(Extracted records)

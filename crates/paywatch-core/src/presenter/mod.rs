//! Notification presentation.
//!
//! The host owns the visible notification surface. [`NotificationHost`] is
//! the seam to it; [`Presenter`] renders reminder text, applies the tag
//! policy, and tracks outstanding handles for cancellation.
//!
//! ## Tags
//!
//! - Reminders are tagged with their [`DedupKey`] (`A-2024-03-3h`).
//! - Engine-internal notifications use the reserved `paywatch:` prefix,
//!   which never parses as a dedup key.
//!
//! A host shows at most one notification per tag: showing a tag again
//! replaces the outstanding one. The engine does not rely on that for
//! dedup; it checks the ledger before calling [`Presenter::emit`].

mod local;
mod memory;

pub use local::LocalHost;
pub use memory::MemoryHost;

use chrono::{DateTime, NaiveDate, TimeZone};
use serde::{Deserialize, Serialize};
use tracing::debug;

use crate::cycle::DueOccurrence;
use crate::error::PresentError;
use crate::ledger::DedupKey;
use crate::model::Obligation;
use crate::storage::NotificationsConfig;

/// Reserved tag of the silent trigger that schedules the next daily check.
pub const DAILY_CHECK_TAG: &str = "paywatch:daily-check";

/// Prefix of tags for push notifications that name no known obligation.
pub const PUSH_TAG_PREFIX: &str = "paywatch:push:";

pub const ACTION_MARK_PAID: &str = "mark-paid";
pub const ACTION_OPEN: &str = "open";

/// A button on a notification.
#[derive(Debug, Clone, PartialEq, Eq, Serialize, Deserialize)]
pub struct NotificationAction {
    pub action: String,
    pub title: String,
}

/// Data carried with a notification and handed back on interaction.
#[derive(Debug, Clone, Default, PartialEq, Eq, Serialize, Deserialize)]
#[serde(rename_all = "camelCase")]
pub struct NotificationData {
    #[serde(default, skip_serializing_if = "Option::is_none")]
    pub obligation_id: Option<String>,
    #[serde(default, skip_serializing_if = "Option::is_none")]
    pub url: Option<String>,
}

/// Everything the host needs to show (or schedule) one notification.
#[derive(Debug, Clone, PartialEq, Eq, Serialize, Deserialize)]
#[serde(rename_all = "camelCase")]
pub struct NotificationRequest {
    pub title: String,
    pub body: String,
    #[serde(default, skip_serializing_if = "Option::is_none")]
    pub icon: Option<String>,
    #[serde(default, skip_serializing_if = "Option::is_none")]
    pub badge: Option<String>,
    pub tag: String,
    /// Epoch milliseconds at which the host should surface it. `None` shows
    /// it immediately.
    #[serde(default, skip_serializing_if = "Option::is_none")]
    pub trigger_at_ms: Option<i64>,
    /// Silent notifications make no sound and exist only as wake triggers.
    #[serde(default)]
    pub silent: bool,
    #[serde(default, skip_serializing_if = "Vec::is_empty")]
    pub actions: Vec<NotificationAction>,
    #[serde(default)]
    pub data: NotificationData,
}

impl NotificationRequest {
    pub fn new(title: impl Into<String>, body: impl Into<String>, tag: impl Into<String>) -> Self {
        Self {
            title: title.into(),
            body: body.into(),
            icon: None,
            badge: None,
            tag: tag.into(),
            trigger_at_ms: None,
            silent: false,
            actions: Vec::new(),
            data: NotificationData::default(),
        }
    }
}

/// A host-assigned handle to an outstanding notification.
#[derive(Debug, Clone, PartialEq, Eq, Serialize, Deserialize)]
#[serde(rename_all = "camelCase")]
pub struct Handle {
    pub id: u64,
    pub created_at_ms: i64,
    pub request: NotificationRequest,
}

impl Handle {
    pub fn tag(&self) -> &str {
        &self.request.tag
    }

    /// Still waiting for its trigger time at `now_ms`.
    pub fn is_pending(&self, now_ms: i64) -> bool {
        self.request.trigger_at_ms.is_some_and(|at| at > now_ms)
    }

    /// The reminder key this handle stands for, if any.
    pub fn dedup_key(&self) -> Option<DedupKey> {
        self.request.tag.parse().ok()
    }
}

/// The host's notification surface.
pub trait NotificationHost: Send + Sync {
    /// Whether notifications can be scheduled for a future time.
    fn supports_triggers(&self) -> bool;

    /// Show or schedule a notification, replacing any outstanding one with
    /// the same tag.
    fn show(&self, request: NotificationRequest, now_ms: i64) -> Result<Handle, PresentError>;

    /// Outstanding notifications (shown or pending) whose tag starts with
    /// `tag_prefix`, or all of them.
    fn outstanding(&self, tag_prefix: Option<&str>) -> Result<Vec<Handle>, PresentError>;

    /// Close one notification. Returns whether it was outstanding.
    fn close(&self, handle_id: u64) -> Result<bool, PresentError>;

    /// Focus an open application window at `url`, or open a new one.
    fn open_url(&self, url: &str) -> Result<(), PresentError>;
}

/// Renders and tracks engine notifications on a [`NotificationHost`].
#[derive(Clone, Copy)]
pub struct Presenter<'a> {
    host: &'a dyn NotificationHost,
    config: &'a NotificationsConfig,
}

impl<'a> Presenter<'a> {
    pub fn new(host: &'a dyn NotificationHost, config: &'a NotificationsConfig) -> Self {
        Self { host, config }
    }

    pub fn config(&self) -> &'a NotificationsConfig {
        self.config
    }

    pub fn supports_triggers(&self) -> bool {
        self.host.supports_triggers()
    }

    /// Show `title`/`body` under `tag`, now or at `trigger`.
    ///
    /// # Errors
    /// Fails with [`PresentError::TriggerUnsupported`] when a trigger is
    /// requested from a host that cannot schedule.
    pub fn emit<Tz: TimeZone>(
        &self,
        title: &str,
        body: &str,
        tag: &str,
        trigger: Option<&DateTime<Tz>>,
        now_ms: i64,
    ) -> Result<Handle, PresentError> {
        let mut request = NotificationRequest::new(title, body, tag);
        request.icon = Some(self.config.icon.clone());
        request.badge = self.config.badge.clone();
        request.trigger_at_ms = trigger.map(|t| t.timestamp_millis());
        self.emit_request(request, now_ms)
    }

    /// # Errors
    /// See [`Presenter::emit`].
    pub fn emit_request(&self, request: NotificationRequest, now_ms: i64) -> Result<Handle, PresentError> {
        if request.trigger_at_ms.is_some() && !self.host.supports_triggers() {
            return Err(PresentError::TriggerUnsupported);
        }
        debug!(tag = %request.tag, trigger_at_ms = ?request.trigger_at_ms, silent = request.silent, "emit");
        self.host.show(request, now_ms)
    }

    /// Close every outstanding notification whose tag starts with `prefix`.
    pub fn cancel_all_with_prefix(&self, prefix: &str) -> Result<Vec<Handle>, PresentError> {
        self.close_matching(prefix, |_| true)
    }

    /// Close every outstanding reminder of one obligation, any cycle, any step.
    pub fn cancel_for_obligation(&self, obligation_id: &str) -> Result<Vec<Handle>, PresentError> {
        self.close_matching(&DedupKey::obligation_prefix(obligation_id), |h| {
            h.dedup_key().is_some_and(|k| k.belongs_to(obligation_id))
        })
    }

    fn close_matching(
        &self,
        prefix: &str,
        keep: impl Fn(&Handle) -> bool,
    ) -> Result<Vec<Handle>, PresentError> {
        let mut closed = Vec::new();
        for handle in self.host.outstanding(Some(prefix))? {
            if keep(&handle) && self.host.close(handle.id)? {
                debug!(tag = %handle.tag(), "cancelled");
                closed.push(handle);
            }
        }
        Ok(closed)
    }

    pub fn close(&self, handle: &Handle) -> Result<bool, PresentError> {
        self.host.close(handle.id)
    }

    pub fn list_outstanding(&self, tag_filter: Option<&str>) -> Result<Vec<Handle>, PresentError> {
        self.host.outstanding(tag_filter)
    }

    /// The outstanding handle with exactly `tag`, if any.
    pub fn find(&self, tag: &str) -> Result<Option<Handle>, PresentError> {
        Ok(self
            .host
            .outstanding(Some(tag))?
            .into_iter()
            .find(|h| h.tag() == tag))
    }

    pub fn open_url(&self, url: &str) -> Result<(), PresentError> {
        self.host.open_url(url)
    }

    /// Deep link into the application for one obligation.
    pub fn deep_link(&self, obligation_id: &str) -> String {
        let base = &self.config.app_url;
        let sep = if base.contains('?') { '&' } else { '?' };
        format!("{base}{sep}obligation={}", urlencoding::encode(obligation_id))
    }

    /// Build the request for one reminder step.
    ///
    /// `step` is the index into the escalation offsets; step 0 announces the
    /// due date, later steps nag.
    pub fn reminder_request(
        &self,
        obligation: &Obligation,
        key: &DedupKey,
        step: usize,
        due_date: Option<NaiveDate>,
        occurrence: Option<&DueOccurrence>,
    ) -> NotificationRequest {
        let (title, body) = render_reminder(obligation, key, step, due_date, occurrence);
        let mut request = NotificationRequest::new(title, body, key.to_string());
        request.icon = Some(self.config.icon.clone());
        request.badge = self.config.badge.clone();
        request.data = NotificationData {
            obligation_id: Some(obligation.id.clone()),
            url: Some(self.deep_link(&obligation.id)),
        };
        if self.config.actions {
            request.actions = vec![
                NotificationAction {
                    action: ACTION_MARK_PAID.into(),
                    title: "Mark paid".into(),
                },
                NotificationAction {
                    action: ACTION_OPEN.into(),
                    title: "Open".into(),
                },
            ];
        }
        request
    }

    /// Schedule the silent trigger for the next daily check.
    ///
    /// # Errors
    /// Fails with [`PresentError::TriggerUnsupported`] on hosts that cannot
    /// schedule.
    pub fn arm_daily_check<Tz: TimeZone>(&self, at: &DateTime<Tz>, now_ms: i64) -> Result<Handle, PresentError> {
        let mut request = NotificationRequest::new(
            self.config.default_title.clone(),
            "Checking for payments due today.",
            DAILY_CHECK_TAG,
        );
        request.trigger_at_ms = Some(at.timestamp_millis());
        request.silent = true;
        self.emit_request(request, now_ms)
    }
}

fn render_reminder(
    obligation: &Obligation,
    key: &DedupKey,
    step: usize,
    due_date: Option<NaiveDate>,
    occurrence: Option<&DueOccurrence>,
) -> (String, String) {
    let amount = obligation
        .amount
        .map(|a| format!(" ({a:.2})"))
        .unwrap_or_default();
    let on_date = due_date
        .map(|d| format!(" on {}", d.format("%-d %B")))
        .unwrap_or_default();

    if step == 0 {
        let title = match occurrence.map(|o| o.days_until) {
            None | Some(0) => format!("{} is due today", obligation.name),
            Some(1) => format!("{} is due tomorrow", obligation.name),
            Some(n) => format!("{} is due in {n} days", obligation.name),
        };
        let body = format!("Payment for {}{amount} is due{on_date}.", obligation.name);
        (title, body)
    } else {
        let title = format!("Reminder: {} is still unpaid", obligation.name);
        let body = format!(
            "Payment for {}{amount} was due{on_date}. First reminded {}h ago.",
            obligation.name,
            key.offset_hours()
        );
        (title, body)
    }
}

(End Extracted records)

- _Exercise_:
Looking at the records above, how many lines contain "NotificationAction"? Answer with the number alone.

- _Written response_:
4